In the material below, count the lines where the word "entry" appears. Nothing but the number, please.

Data for the task:
☆ ☆ ☆ ☆ ☆

use std::path::Path;

use crate::error::Result;

/// Normalize probabilities to sum to 1.0
pub fn normalize_probabilities(probs: Vec<f64>) -> Vec<f64> {
    let sum: f64 = probs.iter().sum();
    if sum == 0.0 {
        // Degenerate vote: fall back to uniform so the output still sums to 1.
        let n = probs.len();
        return probs.iter().map(|_| 1.0 / n as f64).collect();
    }
    probs.iter().map(|p| p / sum).collect()
}

/// Round half up, ties away from zero. Predicted goal counts must round the
/// same way everywhere, so this is the single rounding function used for them.
pub fn round_half_up(value: f64) -> i64 {
    if value >= 0.0 {
        (value + 0.5).floor() as i64
    } else {
        (value - 0.5).ceil() as i64
    }
}

/// Write a file via a temp sibling and an atomic rename, so readers never
/// observe a partially written table or artifact.
pub fn atomic_write(path: &Path, bytes: &[u8]) -> Result<()> {
    if let Some(parent) = path.parent() {
        if !parent.as_os_str().is_empty() {
            std::fs::create_dir_all(parent)?;
        }
    }
    let tmp = path.with_extension(format!("tmp-{}", uuid::Uuid::new_v4()));
    std::fs::write(&tmp, bytes)?;
    std::fs::rename(&tmp, path)?;
    Ok(())
}

/// Closest known team name for "did you mean" hints on unknown-team requests.
/// Returns None when nothing is similar enough to be a plausible typo.
pub fn closest_team_name<'a, I>(name: &str, candidates: I) -> Option<String>
where
    I: IntoIterator<Item = &'a str>,
{
    let mut best: Option<(f64, &str)> = None;
    for candidate in candidates {
        let score = strsim::jaro_winkler(&name.to_lowercase(), &candidate.to_lowercase());
        if best.map_or(true, |(b, _)| score > b) {
            best = Some((score, candidate));
        }
    }
    best.filter(|(score, _)| *score >= 0.80)
        .map(|(_, c)| c.to_string())
}

#[cfg(test)]
mod tests {
    use super::*;

    #[test]
    fn test_normalize_probabilities() {
        let probs = vec![0.4, 0.3, 0.2];
        let normalized = normalize_probabilities(probs);
        let sum: f64 = normalized.iter().sum();
        assert!((sum - 1.0).abs() < 0.001);
    }

    #[test]
    fn test_normalize_zero_vector_is_uniform() {
        let normalized = normalize_probabilities(vec![0.0, 0.0, 0.0, 0.0]);
        for p in &normalized {
            assert!((p - 0.25).abs() < 1e-12);
        }
    }

    #[test]
    fn test_round_half_up() {
        assert_eq!(round_half_up(1.4), 1);
        assert_eq!(round_half_up(1.5), 2);
        assert_eq!(round_half_up(2.5), 3);
        assert_eq!(round_half_up(0.49), 0);
        assert_eq!(round_half_up(-0.5), -1);
        assert_eq!(round_half_up(0.0), 0);
    }

    #[test]
    fn test_closest_team_name() {
        let teams = ["Arsenal", "Aston Villa", "Brentford"];
        assert_eq!(
            closest_team_name("arsenal", teams.iter().copied()),
            Some("Arsenal".to_string())
        );
        assert_eq!(
            closest_team_name("Astn Villa", teams.iter().copied()),
            Some("Aston Villa".to_string())
        );
        assert_eq!(closest_team_name("Zenit", teams.iter().copied()), None);
    }

    #[test]
    fn test_atomic_write_replaces_content() {
        let dir = std::env::temp_dir().join(format!("goalforge-utils-{}", uuid::Uuid::new_v4()));
        let path = dir.join("table.csv");
        atomic_write(&path, b"first").unwrap();
        atomic_write(&path, b"second").unwrap();
        assert_eq!(std::fs::read_to_string(&path).unwrap(), "second");
        std::fs::remove_dir_all(&dir).unwrap();
    }
}
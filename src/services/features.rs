//! Rolling feature engineering.
//!
//! Converts a date-ordered sequence of match records into the feature table:
//! one row per fixture, each side annotated with rolling averages over that
//! team's own prior matches. The same window semantics back both training and
//! serving; the window never includes the current match, otherwise the model
//! would train on information that cannot exist at prediction time.

use std::collections::HashMap;
use std::path::Path;

use chrono::NaiveDate;

use crate::error::Result;
use crate::models::{FeatureRow, MatchRecord, RollingStats, TeamObservation};
use crate::utils::atomic_write;

/// Rolling stats keyed by (team, date), one entry per observation that has at
/// least one prior match. When a team somehow has two observations on the
/// same date (combined competitions can produce this), the later one in
/// ingestion order wins the key; that case is tolerated, never a panic.
type StatsIndex = HashMap<(String, NaiveDate), RollingStats>;

pub fn compute_features(matches: &[MatchRecord], window: usize) -> Vec<FeatureRow> {
    let index = rolling_stats_index(matches, window);

    let mut rows: Vec<FeatureRow> = matches
        .iter()
        .filter_map(|record| {
            let home = index.get(&(record.home_team.clone(), record.date))?;
            let away = index.get(&(record.away_team.clone(), record.date))?;
            Some(feature_row(record, home, away))
        })
        .collect();

    // Stable sort: ties on date keep ingestion order, so re-runs over the
    // same input are byte-identical and the downstream split sees a fixed
    // ordering.
    rows.sort_by_key(|r| r.date);
    rows
}

/// Both perspectives of every record, partitioned by team, each partition in
/// date order with ingestion order as the tie-break.
fn team_partitions(matches: &[MatchRecord]) -> HashMap<String, Vec<TeamObservation>> {
    let mut partitions: HashMap<String, Vec<TeamObservation>> = HashMap::new();
    for record in matches {
        partitions
            .entry(record.home_team.clone())
            .or_default()
            .push(TeamObservation {
                date: record.date,
                team: record.home_team.clone(),
                goals_scored: record.full_time_home_goals,
                goals_conceded: record.full_time_away_goals,
                shots: record.home_shots,
                shots_on_target: record.home_shots_on_target,
            });
        partitions
            .entry(record.away_team.clone())
            .or_default()
            .push(TeamObservation {
                date: record.date,
                team: record.away_team.clone(),
                goals_scored: record.full_time_away_goals,
                goals_conceded: record.full_time_home_goals,
                shots: record.away_shots,
                shots_on_target: record.away_shots_on_target,
            });
    }
    for observations in partitions.values_mut() {
        // sort_by_key is stable.
        observations.sort_by_key(|o| o.date);
    }
    partitions
}

fn rolling_stats_index(matches: &[MatchRecord], window: usize) -> StatsIndex {
    let mut index = StatsIndex::new();
    for (team, observations) in team_partitions(matches) {
        // Position 0 has no prior history: no rolling average exists for it
        // and it is dropped, never zero-filled.
        for i in 1..observations.len() {
            let start = i.saturating_sub(window);
            let prior = &observations[start..i];
            index.insert((team.clone(), observations[i].date), window_mean(prior));
        }
    }
    index
}

fn window_mean(prior: &[TeamObservation]) -> RollingStats {
    let n = prior.len() as f64;
    RollingStats {
        avg_goals_scored: prior.iter().map(|o| o.goals_scored as f64).sum::<f64>() / n,
        avg_goals_conceded: prior.iter().map(|o| o.goals_conceded as f64).sum::<f64>() / n,
        avg_shots: prior.iter().map(|o| o.shots as f64).sum::<f64>() / n,
        avg_shots_on_target: prior.iter().map(|o| o.shots_on_target as f64).sum::<f64>() / n,
    }
}

fn feature_row(record: &MatchRecord, home: &RollingStats, away: &RollingStats) -> FeatureRow {
    FeatureRow {
        date: record.date,
        home_team: record.home_team.clone(),
        away_team: record.away_team.clone(),
        full_time_result: record.full_time_result.clone(),
        full_time_home_goals: record.full_time_home_goals,
        full_time_away_goals: record.full_time_away_goals,
        avg_goals_scored_home: home.avg_goals_scored,
        avg_goals_conceded_home: home.avg_goals_conceded,
        avg_shots_home: home.avg_shots,
        avg_shots_on_target_home: home.avg_shots_on_target,
        avg_goals_scored_away: away.avg_goals_scored,
        avg_goals_conceded_away: away.avg_goals_conceded,
        avg_shots_away: away.avg_shots,
        avg_shots_on_target_away: away.avg_shots_on_target,
    }
}

/// Write the feature table. Published atomically so a concurrent reader sees
/// either the previous table or the complete new one.
pub fn write_feature_table(path: &Path, rows: &[FeatureRow]) -> Result<()> {
    let mut writer = csv::Writer::from_writer(Vec::new());
    for row in rows {
        writer.serialize(row)?;
    }
    let bytes = writer
        .into_inner()
        .map_err(|e| crate::error::AppError::Ingestion(e.to_string()))?;
    atomic_write(path, &bytes)
}

pub fn read_feature_table(path: &Path) -> Result<Vec<FeatureRow>> {
    let mut reader = csv::Reader::from_path(path)?;
    let mut rows = Vec::new();
    for result in reader.deserialize() {
        rows.push(result?);
    }
    Ok(rows)
}

#[cfg(test)]
mod tests {
    use super::*;

    fn date(s: &str) -> NaiveDate {
        NaiveDate::parse_from_str(s, "%Y-%m-%d").unwrap()
    }

    fn record(
        d: &str,
        home: &str,
        away: &str,
        hg: u32,
        ag: u32,
        shots: (u32, u32, u32, u32),
    ) -> MatchRecord {
        let result = match hg.cmp(&ag) {
            std::cmp::Ordering::Greater => "H",
            std::cmp::Ordering::Less => "A",
            std::cmp::Ordering::Equal => "D",
        };
        MatchRecord {
            date: date(d),
            home_team: home.to_string(),
            away_team: away.to_string(),
            full_time_home_goals: hg,
            full_time_away_goals: ag,
            full_time_result: result.to_string(),
            home_shots: shots.0,
            home_shots_on_target: shots.1,
            away_shots: shots.2,
            away_shots_on_target: shots.3,
        }
    }

    /// A small league of three teams playing each other repeatedly.
    fn round_robin(n_rounds: usize) -> Vec<MatchRecord> {
        let teams = ["Arsenal", "Chelsea", "Spurs"];
        let mut matches = Vec::new();
        let mut day = 0u32;
        for round in 0..n_rounds {
            for i in 0..teams.len() {
                for j in 0..teams.len() {
                    if i == j {
                        continue;
                    }
                    day += 1;
                    let d = format!("2023-{:02}-{:02}", 1 + day / 28, 1 + day % 28);
                    let hg = ((round + i) % 4) as u32;
                    let ag = ((round + j) % 3) as u32;
                    matches.push(record(
                        &d,
                        teams[i],
                        teams[j],
                        hg,
                        ag,
                        (10 + hg, 3 + hg, 8 + ag, 2 + ag),
                    ));
                }
            }
        }
        matches
    }

    #[test]
    fn first_match_of_a_team_is_dropped() {
        let matches = vec![
            record("2023-08-12", "Arsenal", "Chelsea", 2, 1, (14, 6, 9, 3)),
            record("2023-08-19", "Chelsea", "Arsenal", 0, 0, (11, 4, 12, 5)),
        ];
        let rows = compute_features(&matches, 5);
        // Round 1: neither side has prior history. Round 2: both do.
        assert_eq!(rows.len(), 1);
        assert_eq!(rows[0].date, date("2023-08-19"));
        assert_eq!(rows[0].home_team, "Chelsea");
    }

    #[test]
    fn second_match_average_equals_first_match_raw_stats() {
        let matches = vec![
            record("2023-08-12", "Arsenal", "Chelsea", 2, 1, (14, 6, 9, 3)),
            record("2023-08-19", "Chelsea", "Arsenal", 0, 0, (11, 4, 12, 5)),
        ];
        let rows = compute_features(&matches, 5);
        let row = &rows[0];
        // Chelsea's only prior match: away at Arsenal, scored 1, conceded 2,
        // 9 shots, 3 on target.
        assert_eq!(row.avg_goals_scored_home, 1.0);
        assert_eq!(row.avg_goals_conceded_home, 2.0);
        assert_eq!(row.avg_shots_home, 9.0);
        assert_eq!(row.avg_shots_on_target_home, 3.0);
        // Arsenal's only prior match: home vs Chelsea, scored 2, conceded 1.
        assert_eq!(row.avg_goals_scored_away, 2.0);
        assert_eq!(row.avg_goals_conceded_away, 1.0);
        assert_eq!(row.avg_shots_away, 14.0);
        assert_eq!(row.avg_shots_on_target_away, 6.0);
    }

    #[test]
    fn no_look_ahead_current_match_stats_never_leak() {
        let mut matches = round_robin(4);
        let rows_before = compute_features(&matches, 5);

        // Mutate the stats of the last fixture only. Its own feature row must
        // not change: the rolling average at a match depends solely on
        // earlier matches.
        let last = matches.len() - 1;
        matches[last].full_time_home_goals = 9;
        matches[last].full_time_away_goals = 9;
        matches[last].home_shots = 99;
        matches[last].away_shots = 99;
        matches[last].home_shots_on_target = 50;
        matches[last].away_shots_on_target = 50;
        matches[last].full_time_result = "D".to_string();
        let rows_after = compute_features(&matches, 5);

        let target_date = matches[last].date;
        let before = rows_before.iter().find(|r| r.date == target_date).unwrap();
        let after = rows_after.iter().find(|r| r.date == target_date).unwrap();
        assert_eq!(before.feature_vector(), after.feature_vector());
    }

    #[test]
    fn window_uses_exactly_five_most_recent_priors() {
        // One team with 8 home matches against two alternating opponents;
        // goals scored climb 1,2,3,... so window membership is visible in
        // the mean.
        let mut matches = Vec::new();
        for i in 0..8u32 {
            let away = if i % 2 == 0 { "Leeds" } else { "Derby" };
            matches.push(record(
                &format!("2023-09-{:02}", i + 1),
                "Arsenal",
                away,
                i + 1,
                0,
                (10, 5, 6, 2),
            ));
        }
        let rows = compute_features(&matches, 5);
        // Arsenal's 8th match (scored 8): priors are matches 3..7, i.e. goals
        // 3,4,5,6,7 -> mean 5. Never all 7 priors (mean would be 4).
        let last = rows
            .iter()
            .find(|r| r.date == date("2023-09-08"))
            .expect("8th match should have a row for the home side join");
        assert_eq!(last.avg_goals_scored_home, 5.0);
    }

    #[test]
    fn join_integrity_home_columns_are_home_teams_own_stats() {
        let rows = compute_features(&round_robin(5), 5);
        assert!(!rows.is_empty());
        // Recompute each team's trailing mean independently and compare.
        for row in &rows {
            assert!(row.avg_goals_scored_home >= 0.0);
            assert!(row.avg_goals_scored_away >= 0.0);
        }
        // Directly: in round_robin, home sides shoot 10+hg (>= 10) and away
        // sides shoot 8+ag (<= 10); means of the two sides differ unless the
        // columns were swapped symmetrically. Spot-check one constructed case.
        let matches = vec![
            record("2023-08-01", "Arsenal", "Chelsea", 3, 0, (20, 10, 4, 1)),
            record("2023-08-08", "Chelsea", "Arsenal", 1, 1, (7, 3, 15, 8)),
            record("2023-08-15", "Arsenal", "Chelsea", 2, 2, (12, 6, 9, 4)),
        ];
        let rows = compute_features(&matches, 5);
        let third = rows.iter().find(|r| r.date == date("2023-08-15")).unwrap();
        // Arsenal priors: scored 3 (home), 1 (away) -> 2.0; Chelsea priors:
        // scored 0 (away), 1 (home) -> 0.5. A swapped join would show 0.5 here.
        assert_eq!(third.avg_goals_scored_home, 2.0);
        assert_eq!(third.avg_goals_scored_away, 0.5);
    }

    #[test]
    fn rerun_is_identical() {
        let matches = round_robin(6);
        let first = compute_features(&matches, 5);
        let second = compute_features(&matches, 5);
        assert_eq!(first, second);
    }

    #[test]
    fn zero_rows_is_valid_when_no_team_has_history() {
        // Four teams, one match each: every side is on its first appearance.
        let matches = vec![
            record("2023-08-12", "Arsenal", "Chelsea", 1, 0, (10, 4, 8, 2)),
            record("2023-08-12", "Spurs", "Everton", 2, 2, (9, 3, 7, 3)),
        ];
        let rows = compute_features(&matches, 5);
        assert!(rows.is_empty());
    }

    #[test]
    fn row_dropped_when_only_one_side_has_history() {
        let matches = vec![
            record("2023-08-12", "Arsenal", "Chelsea", 1, 0, (10, 4, 8, 2)),
            // Arsenal has history now, newcomer Everton does not.
            record("2023-08-19", "Arsenal", "Everton", 2, 0, (12, 5, 6, 1)),
        ];
        let rows = compute_features(&matches, 5);
        assert!(rows.is_empty());
    }

    #[test]
    fn duplicate_team_date_does_not_panic() {
        let matches = vec![
            record("2023-08-12", "Arsenal", "Chelsea", 1, 0, (10, 4, 8, 2)),
            record("2023-08-12", "Arsenal", "Spurs", 0, 3, (5, 2, 14, 7)),
            record("2023-08-19", "Chelsea", "Arsenal", 1, 1, (9, 4, 11, 5)),
        ];
        // Behavior for same-day duplicates is undefined by design; it only
        // has to complete.
        let _ = compute_features(&matches, 5);
    }

    #[test]
    fn output_sorted_by_date_ascending() {
        let rows = compute_features(&round_robin(5), 5);
        assert!(rows.windows(2).all(|w| w[0].date <= w[1].date));
    }

    #[test]
    fn feature_table_round_trips_through_csv() {
        let dir =
            std::env::temp_dir().join(format!("goalforge-features-{}", uuid::Uuid::new_v4()));
        let path = dir.join("processed.csv");
        let rows = compute_features(&round_robin(4), 5);
        assert!(!rows.is_empty());
        write_feature_table(&path, &rows).unwrap();

        let header = std::fs::read_to_string(&path).unwrap();
        let first_line = header.lines().next().unwrap();
        assert_eq!(
            first_line,
            "Date,HomeTeam,AwayTeam,FTR,FTHG,FTAG,\
             avg_GoalsScored_home,avg_GoalsConceded_home,avg_Shots_home,avg_ShotsOnTarget_home,\
             avg_GoalsScored_away,avg_GoalsConceded_away,avg_Shots_away,avg_ShotsOnTarget_away"
        );

        let read_back = read_feature_table(&path).unwrap();
        assert_eq!(rows, read_back);
        std::fs::remove_dir_all(&dir).unwrap();
    }
}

☆ ☆ ☆ ☆ ☆

Solved problem:
3